And we're short again!  

Nasdaq (/NQ) 7,000 seems like a lovely shorting line and we grabbed a couple this morning in our Live Member Chat Room along with Russell (/RTY) shorts at 1,580 – these are now the June contracts, so they are a little higher than our shorting lines earlier in the week but essentially the same.  Not only that but we bought back half the covers on our primary SQQQ short yesterday afternoon – essentially flipping us much more bearish into the weekend.  

We're expecting a pullback on the Nasdaq next week to at least 6,850 and 150 /NQ points is good for $3,000 per contract gains and we weigh that against stopping out over 7,005 with a $100 per contract loss – so it's a very nice reward vs a fairly small risk – the kind of trades we love to take in the Futures.  The same with the Russell but 1,580.50 only costs us $25 per contract vs 1,550 would be a gain of $1,500 each.  

We have Non-Farm Payrolls out at 8:30 and economists expect 200,000 jobs to be created, which is the same amount of jobs we always create – there has been no improvement at all under Trump and, in fact, we've been drifting lower but hourly earnings are on the rise (due to Obama-era Minimum Wage increases that are kicking in now) and that's good for the economy – though not so great for Corporate Margins.

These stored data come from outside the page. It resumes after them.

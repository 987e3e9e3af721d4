//! Advection-Diffusion Weights Along a Pore Chain
//!
//! Builds a 1-D chain of pores, imposes a linear pressure drop, then chains
//! three conductance models:
//!
//! hydraulic (flow) → diffusive (diffusion) → advection-diffusion (dispersion)
//!
//! and prints the directional weights of every discretization scheme.

use nalgebra::DVector;
use pnm_rs::{
    conductance::{
        ConduitKeys, ConduitRegime, DiscretizationScheme, GenericConductance, ModelOutput,
        PoreScaleModel, PropertyKeys, TransportRegime,
    },
    error::ConductanceResult,
    network::{Network, Phase},
};
use std::error::Error;

/// Linear pressure profile between two fixed end pressures
struct LinearPressure {
    inlet: f64,
    outlet: f64,
}

impl PoreScaleModel for LinearPressure {
    fn name(&self) -> &str {
        "linear_pressure"
    }

    fn propname(&self) -> &str {
        "pore.pressure"
    }

    fn regenerate(&self, network: &Network, _phase: &Phase) -> ConductanceResult<ModelOutput> {
        let last = (network.np() - 1).max(1) as f64;
        let pressure = DVector::from_fn(network.np(), |p, _| {
            self.inlet + (self.outlet - self.inlet) * p as f64 / last
        });
        Ok(ModelOutput::new(None).with(self.propname(), pressure))
    }
}

fn chain(n_pores: usize, spacing: f64, radius: f64) -> ConductanceResult<Network> {
    let conns = (0..n_pores - 1).map(|p| [p, p + 1]).collect();
    let mut network = Network::new(n_pores, conns)?;

    let pore_area = std::f64::consts::PI * radius * radius;
    network.set("pore.area", pore_area)?;
    network.set("throat.area", 0.5 * pore_area)?;

    // Half pore, throat, half pore
    let [l1, lt, l2] = ConduitKeys::default().length_keys();
    network.set(&l1, 0.25 * spacing)?;
    network.set(&lt, 0.5 * spacing)?;
    network.set(&l2, 0.25 * spacing)?;
    Ok(network)
}

fn main() -> Result<(), Box<dyn Error>> {
    let network = chain(6, 1.0e-4, 2.0e-5)?;

    let mut water = Phase::new("water", &network);
    water.set("pore.viscosity", 1.0e-3)?;
    water.set("pore.diffusivity", 1.0e-9)?;
    water.apply_model(&network, &LinearPressure { inlet: 2.0, outlet: 0.0 })?;

    let keys = PropertyKeys::default();
    let hydraulic_keys = keys.clone().with_diffusivity("pore.viscosity", "throat.viscosity");
    water.apply_model(
        &network,
        &GenericConductance::new(
            "throat.hydraulic_conductance",
            ConduitRegime::flow(&hydraulic_keys).into(),
        ),
    )?;
    water.apply_model(
        &network,
        &GenericConductance::new(
            "throat.diffusive_conductance",
            TransportRegime::from_tag("diffusion", &keys, None)?,
        ),
    )?;

    let gh = water.require("throat.hydraulic_conductance")?;
    let gd = water.require("throat.diffusive_conductance")?;
    println!("Throat   g_hydraulic      g_diffusive");
    for t in 0..network.nt() {
        println!("{t:>6}   {:>12.4e}   {:>12.4e}", gh[t], gd[t]);
    }

    for scheme in DiscretizationScheme::ALL {
        let propname = format!("throat.ad_dif_conductance_{scheme}");
        let model = GenericConductance::new(
            propname.as_str(),
            TransportRegime::from_tag("dispersion", &keys, Some(scheme.as_str()))?,
        );
        water.apply_model(&network, &model)?;

        let weights = water
            .get_data(&propname)
            .and_then(|data| data.try_as_matrix())
            .ok_or("dispersion weights were not stored")?;
        println!("\n{scheme}: forward / backward");
        for t in 0..network.nt() {
            println!("{t:>6}   {:>12.4e}   {:>12.4e}", weights[(t, 0)], weights[(t, 1)]);
        }
    }

    Ok(())
}
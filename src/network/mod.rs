//! Pore network data model
//!
//! This module provides the inputs the conductance models read:
//!
//! - **Network**: pores, throats and their connectivity, plus geometric
//!   properties (areas, conduit lengths)
//! - **Phase**: physical properties of the fluid or material occupying the
//!   network, with interpolation between pore and throat resolution
//! - **PropertyStore / PropertyData**: named arrays at pore or throat
//!   resolution
//!
//! # Naming
//!
//! A property name starts with `pore.` or `throat.`, which fixes how many
//! entries it holds (`Np` or `Nt`). Conduit-segment arrays use three
//! throat-indexed names with the suffixes `.pore1`, `.throat` and `.pore2`.
//!
//! # Example
//!
//! ```rust
//! use pnm_rs::network::{Network, Phase};
//!
//! let mut network = Network::new(2, vec![[0, 1]]).unwrap();
//! network.set("pore.area", 1.0).unwrap();
//!
//! let mut phase = Phase::new("water", &network);
//! phase.set("pore.diffusivity", 2.0e-9).unwrap();
//! assert!(phase.get("throat.diffusivity").is_none());
//! ```

pub mod data;
pub mod phase;
pub mod store;
pub mod topology;

pub use data::PropertyData;
pub use phase::Phase;
pub use store::{Element, PropertyStore};
pub use topology::Network;
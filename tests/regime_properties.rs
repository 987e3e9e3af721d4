//! Integration tests: regime formulas through the public API
//!
//! These tests check the documented properties of each regime on small
//! networks built from the public `network` types.

use approx::assert_relative_eq;
use nalgebra::DVector;
use pnm_rs::conductance::{
    compute, compute_conductance, compute_directional_weights, ConduitKeys, ConduitRegime,
    ConvectiveRegime, DiscretizationScheme, PropertyKeys, TransportRegime,
};
use pnm_rs::error::ConductanceError;
use pnm_rs::network::{Network, Phase};

mod common;
use common::{assert_vectors_close, cubic_lattice, linear_chain, water};

fn all(network: &Network) -> Vec<usize> {
    network.all_throats()
}

// =================================================================================================
// Conduit regimes
// =================================================================================================

#[test]
fn test_single_conduit_uniform_diffusion() {
    let network = linear_chain(2, 1.0, 1.0);
    let mut phase = Phase::new("air", &network);
    phase.set("pore.diffusivity", 1.0).unwrap();
    phase.set("throat.diffusivity", 1.0).unwrap();

    let regime = TransportRegime::from_tag("diffusion", &PropertyKeys::default(), None).unwrap();
    let result = compute(&network, &phase, &ConduitKeys::default(), &regime, &[0]).unwrap();

    let g = result.as_conduit().unwrap();
    assert_eq!(g.len(), 1);
    assert_relative_eq!(g[0], 1.0 / 3.0, epsilon = 1e-12);
}

#[test]
fn test_diffusion_matches_series_formula_on_lattice() {
    let network = cubic_lattice(3, 1e-5);
    let phase = water(&network);
    let keys = PropertyKeys::default();

    let g = compute_conductance(
        &network,
        &phase,
        &keys.conduit,
        &ConduitRegime::diffusion(&keys),
        &all(&network),
    )
    .unwrap();

    let pore_area = network.require("pore.area").unwrap();
    let throat_area = network.require("throat.area").unwrap();
    let l = 1e-5 / 3.0;
    let d = 2.0e-9;
    let expected = DVector::from_fn(network.nt(), |t, _| {
        let [p1, p2] = network.throat_conns(t);
        let g1 = d * pore_area[p1] / l;
        let gt = d * throat_area[t] / l;
        let g2 = d * pore_area[p2] / l;
        1.0 / (1.0 / g1 + 1.0 / gt + 1.0 / g2)
    });
    assert_vectors_close(&g, &expected, 1e-12, "diffusive conductance");
}

#[test]
fn test_zero_length_segments_drop_out() {
    let mut network = linear_chain(3, 1.0, 1.0);
    network
        .set("throat.conduit_lengths.pore1", DVector::from_vec(vec![0.0, 1.0]))
        .unwrap();
    network
        .set("throat.conduit_lengths.pore2", DVector::from_vec(vec![1.0, 0.0]))
        .unwrap();
    let mut phase = Phase::new("air", &network);
    phase.set("throat.diffusivity", 1.0).unwrap();

    let regime = ConduitRegime::diffusion(&PropertyKeys::default());
    let g = compute_conductance(&network, &phase, &ConduitKeys::default(), &regime, &all(&network)).unwrap();
    assert_relative_eq!(g[0], 0.5, epsilon = 1e-12);
    assert_relative_eq!(g[1], 0.5, epsilon = 1e-12);
}

#[test]
fn test_ionic_is_independent_of_diffusivity() {
    let network = cubic_lattice(3, 1e-5);
    let mut phase = water(&network);
    let regime = ConduitRegime::Ionic;

    let before = compute_conductance(&network, &phase, &ConduitKeys::default(), &regime, &all(&network)).unwrap();
    phase.set("pore.diffusivity", 5.0).unwrap();
    phase.set("throat.diffusivity", 0.1).unwrap();
    let after = compute_conductance(&network, &phase, &ConduitKeys::default(), &regime, &all(&network)).unwrap();

    assert_eq!(before, after);
    assert!(before.iter().all(|g| g.is_finite() && *g > 0.0));
}

#[test]
fn test_interpolated_throat_diffusivity_is_pore_mean() {
    let network = linear_chain(3, 1.0, 1.0);
    let mut pore_only = Phase::new("air", &network);
    pore_only
        .set("pore.diffusivity", DVector::from_vec(vec![1.0, 3.0, 5.0]))
        .unwrap();
    let mut explicit = pore_only.clone();
    explicit
        .set("throat.diffusivity", DVector::from_vec(vec![2.0, 4.0]))
        .unwrap();

    let regime = ConduitRegime::diffusion(&PropertyKeys::default());
    let a = compute_conductance(&network, &pore_only, &ConduitKeys::default(), &regime, &[0, 1]).unwrap();
    let b = compute_conductance(&network, &explicit, &ConduitKeys::default(), &regime, &[0, 1]).unwrap();
    assert_vectors_close(&a, &b, 1e-14, "interpolated vs explicit");
}

#[test]
fn test_missing_property_aborts_whole_call() {
    let network = linear_chain(3, 1.0, 1.0);
    let phase = Phase::new("air", &network);

    let err = compute_conductance(
        &network,
        &phase,
        &ConduitKeys::default(),
        &ConduitRegime::diffusion(&PropertyKeys::default()),
        &[0, 1],
    )
    .unwrap_err();
    assert!(matches!(err, ConductanceError::PropertyNotFound { .. }));
}

#[test]
fn test_custom_property_names() {
    let network = linear_chain(2, 1.0, 1.0);
    let mut phase = Phase::new("solid", &network);
    phase.set("pore.thermal_conductivity", 3.0).unwrap();

    let keys = PropertyKeys::default()
        .with_diffusivity("pore.thermal_conductivity", "throat.thermal_conductivity");
    let g = compute_conductance(&network, &phase, &keys.conduit, &ConduitRegime::diffusion(&keys), &[0]).unwrap();
    assert_relative_eq!(g[0], 1.0, epsilon = 1e-12);
}

#[test]
fn test_power_law_leaves_phase_unchanged() {
    let network = linear_chain(4, 1e-10, 1e-5);
    let mut phase = Phase::new("polymer", &network);
    phase.set("pore.consistency", 0.5).unwrap();
    phase.set("pore.flow_index", 0.7).unwrap();
    let keys_before = phase.store().keys().iter().map(|k| k.to_string()).collect::<Vec<_>>();

    let regime = ConduitRegime::flow_power_law(&PropertyKeys::default());
    let g = compute_conductance(&network, &phase, &ConduitKeys::default(), &regime, &all(&network)).unwrap();

    assert!(g.iter().all(|v| v.is_finite() && *v > 0.0));
    let keys_after = phase.store().keys().iter().map(|k| k.to_string()).collect::<Vec<_>>();
    assert_eq!(keys_before, keys_after);
}

// =================================================================================================
// Convective regimes
// =================================================================================================

fn convective_phase(network: &Network) -> Phase {
    let mut phase = water(network);
    phase.set("throat.hydraulic_conductance", 1e-12).unwrap();
    phase.set("throat.diffusive_conductance", 1e-13).unwrap();
    phase.set("throat.valence", 0.0).unwrap();
    phase.set("pore.potential", DVector::from_fn(network.np(), |p, _| 0.01 * p as f64)).unwrap();
    phase
}

#[test]
fn test_upwind_without_flux_is_diffusive_conductance() {
    let network = linear_chain(4, 1.0, 1.0);
    let mut phase = convective_phase(&network);
    phase.set("pore.pressure", 0.0).unwrap();

    let regime = ConvectiveRegime::dispersion(&PropertyKeys::default(), DiscretizationScheme::Upwind);
    let w = compute_directional_weights(&network, &phase, &ConduitKeys::default(), &regime, &all(&network)).unwrap();
    assert_eq!(w.shape(), (3, 2));
    assert!(w.iter().all(|&v| v == 1e-13));
}

#[test]
fn test_exponential_finite_near_zero_flux() {
    let network = linear_chain(4, 1.0, 1.0);
    let mut phase = convective_phase(&network);
    phase
        .set("pore.pressure", DVector::from_vec(vec![1e-20, 0.0, 0.0, -1e-20]))
        .unwrap();

    let regime = ConvectiveRegime::dispersion(&PropertyKeys::default(), DiscretizationScheme::Exponential);
    let w = compute_directional_weights(&network, &phase, &ConduitKeys::default(), &regime, &all(&network)).unwrap();
    assert!(w.iter().all(|v| v.is_finite()));
}

#[test]
fn test_ad_dif_mig_without_valence_reduces_to_dispersion() {
    let network = cubic_lattice(3, 1e-5);
    let phase = convective_phase(&network);
    let keys = PropertyKeys::default();

    for scheme in DiscretizationScheme::ALL {
        let dispersion = compute_directional_weights(
            &network,
            &phase,
            &keys.conduit,
            &ConvectiveRegime::dispersion(&keys, scheme),
            &all(&network),
        )
        .unwrap();
        let migration = compute_directional_weights(
            &network,
            &phase,
            &keys.conduit,
            &ConvectiveRegime::ad_dif_mig(&keys, scheme),
            &all(&network),
        )
        .unwrap();
        assert_eq!(dispersion, migration, "scheme {scheme}");
    }
}

#[test]
fn test_directional_weights_swap_with_flow_direction() {
    let network = linear_chain(2, 1.0, 1.0);
    let mut forward = convective_phase(&network);
    forward.set("pore.pressure", DVector::from_vec(vec![1.0, 0.0])).unwrap();
    let mut backward = forward.clone();
    backward.set("pore.pressure", DVector::from_vec(vec![0.0, 1.0])).unwrap();

    let regime = ConvectiveRegime::dispersion(&PropertyKeys::default(), DiscretizationScheme::PowerLaw);
    let a = compute_directional_weights(&network, &forward, &ConduitKeys::default(), &regime, &[0]).unwrap();
    let b = compute_directional_weights(&network, &backward, &ConduitKeys::default(), &regime, &[0]).unwrap();
    assert_relative_eq!(a[(0, 0)], b[(0, 1)]);
    assert_relative_eq!(a[(0, 1)], b[(0, 0)]);
}

// =================================================================================================
// Tag boundary
// =================================================================================================

#[test]
fn test_unknown_regime_tag() {
    let err = TransportRegime::from_tag("bogus", &PropertyKeys::default(), Some("upwind")).unwrap_err();
    assert_eq!(err, ConductanceError::UnsupportedRegime("bogus".to_string()));
}

#[test]
fn test_unknown_scheme_tag() {
    for tag in ["dispersion", "ad_dif_mig"] {
        let err = TransportRegime::from_tag(tag, &PropertyKeys::default(), Some("central")).unwrap_err();
        assert_eq!(err, ConductanceError::UnsupportedScheme("central".to_string()));
    }
}

#[test]
fn test_convective_tag_requires_scheme() {
    let err = TransportRegime::from_tag("dispersion", &PropertyKeys::default(), None).unwrap_err();
    assert_eq!(err, ConductanceError::MissingParameter("s_scheme"));
}

#[test]
fn test_out_of_range_throat() {
    let network = linear_chain(3, 1.0, 1.0);
    let phase = water(&network);
    let regime = TransportRegime::from_tag("ionic", &PropertyKeys::default(), None).unwrap();
    let err = compute(&network, &phase, &ConduitKeys::default(), &regime, &[0, 5]).unwrap_err();
    assert_eq!(err, ConductanceError::ThroatOutOfRange { throat: 5, nt: 2 });
}

#[test]
fn test_pressure_key_with_throat_prefix() {
    let network = linear_chain(3, 1.0, 1.0);
    let mut phase = convective_phase(&network);
    phase.set("throat.pressure", 1.0).unwrap();

    let keys = PropertyKeys::default().with_pore_pressure("throat.pressure");
    let regime = TransportRegime::from_tag("dispersion", &keys, Some("upwind")).unwrap();
    let err = compute(&network, &phase, &ConduitKeys::default(), &regime, &[0, 1]).unwrap_err();
    assert_eq!(err, ConductanceError::InvalidPropertyName("throat.pressure".to_string()));
}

With unemployment hovering around 4% – everyone is working so the labor market is tight and we're expecting to see some serious wage inflation over the next few years that, in turn, sparks a broader inflationary cycle in the economy.  In fact, China was ahead of us in increasing wages (still much lower than ours) and now they have 2.9% inflation – double what it was a month ago but possibly a blip from the New Year celebrations last month.  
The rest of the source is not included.